[[ Exercise data open ]]
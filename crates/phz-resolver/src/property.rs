//! Declared-type holder for class properties.

use crate::context::Context;
use crate::error::ResolveError;
use crate::resolver::Resolver;
use phz_ast::{Child, ModifierFlags, Node, NodeKind};
use phz_types::UnionType;
use serde::Serialize;

/// Member visibility, derived from modifier bits.
#[derive(Clone, Copy, Debug, Default, PartialEq, Eq, Hash, Serialize)]
#[serde(rename_all = "lowercase")]
pub enum Visibility {
    #[default]
    Public,
    Protected,
    Private,
}

/// A declared property: its name, the context it was declared in, the raw
/// modifier flags, and a slot for its declared union type.
///
/// The declared type starts unset and is filled in by a later pass.
#[derive(Clone, Debug)]
pub struct Property {
    name: String,
    context: Context,
    flags: u32,
    declared_union_type: Option<UnionType>,
}

impl Property {
    #[must_use]
    pub fn new(name: impl Into<String>, context: Context, flags: u32) -> Self {
        Self {
            name: name.into(),
            context,
            flags,
            declared_union_type: None,
        }
    }

    /// Build from a property-element node. The context is forked to the
    /// node's line; a leading `$` on the name is dropped.
    pub fn from_node(context: &Context, node: &Node) -> Result<Self, ResolveError> {
        if node.kind != NodeKind::PropElem {
            return Err(ResolveError::UnexpectedNodeKind {
                expected: NodeKind::PropElem,
                found: node.kind,
                line: node.line,
            });
        }
        let name = node.child_text(0).ok_or(ResolveError::MissingChild {
            kind: node.kind,
            index: 0,
            line: node.line,
        })?;
        let name = name.strip_prefix('$').unwrap_or(&name);

        Ok(Self::new(
            name,
            context.clone().with_line(node.line),
            node.flags,
        ))
    }

    #[must_use]
    pub fn name(&self) -> &str {
        &self.name
    }

    #[must_use]
    pub fn context(&self) -> &Context {
        &self.context
    }

    /// Raw flags as copied from the declaring node.
    #[must_use]
    pub fn flags(&self) -> u32 {
        self.flags
    }

    #[must_use]
    pub fn modifiers(&self) -> ModifierFlags {
        ModifierFlags::from_bits_truncate(self.flags)
    }

    #[must_use]
    pub fn is_static(&self) -> bool {
        self.modifiers().contains(ModifierFlags::STATIC)
    }

    /// Private wins over protected; no visibility bit means public.
    #[must_use]
    pub fn visibility(&self) -> Visibility {
        let modifiers = self.modifiers();
        if modifiers.contains(ModifierFlags::PRIVATE) {
            Visibility::Private
        } else if modifiers.contains(ModifierFlags::PROTECTED) {
            Visibility::Protected
        } else {
            Visibility::Public
        }
    }

    // =========================================================================
    // Declared type
    // =========================================================================

    /// The declared union type, or the empty union when none was set.
    #[must_use]
    pub fn declared_union_type(&self) -> UnionType {
        self.declared_union_type.clone().unwrap_or_default()
    }

    #[must_use]
    pub fn has_declared_union_type(&self) -> bool {
        self.declared_union_type.is_some()
    }

    pub fn set_declared_union_type(&mut self, union_type: UnionType) {
        if let Some(previous) = &self.declared_union_type {
            tracing::trace!(
                property = %self.name,
                previous = %previous,
                replacement = %union_type,
                "declared type overwritten"
            );
        }
        self.declared_union_type = Some(union_type);
    }

    /// Resolve `ty` under this property's context and store it as the
    /// declared type. An absent type leaves the slot untouched.
    pub fn resolve_declared_type(&mut self, ty: Option<&Child>) -> Result<(), ResolveError> {
        let Some(ty) = ty else {
            return Ok(());
        };
        let union_type = Resolver::new(&self.context).union_type_from_type(ty)?;
        self.set_declared_union_type(union_type);
        Ok(())
    }
}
[[ Exercise data closed ]]
[Aim of the task] Once the line with "let name = name.strip_prefix('$').unwrap_or(&name);" is found in the records above, print exactly that line and every line after it through the line with "pub fn is_static(&self)".

[Reply]
        let name = name.strip_prefix('$').unwrap_or(&name);

        Ok(Self::new(
            name,
            context.clone().with_line(node.line),
            node.flags,
        ))
    }

    #[must_use]
    pub fn name(&self) -> &str {
        &self.name
    }

    #[must_use]
    pub fn context(&self) -> &Context {
        &self.context
    }

    /// Raw flags as copied from the declaring node.
    #[must_use]
    pub fn flags(&self) -> u32 {
        self.flags
    }

    #[must_use]
    pub fn modifiers(&self) -> ModifierFlags {
        ModifierFlags::from_bits_truncate(self.flags)
    }

    #[must_use]
    pub fn is_static(&self) -> bool {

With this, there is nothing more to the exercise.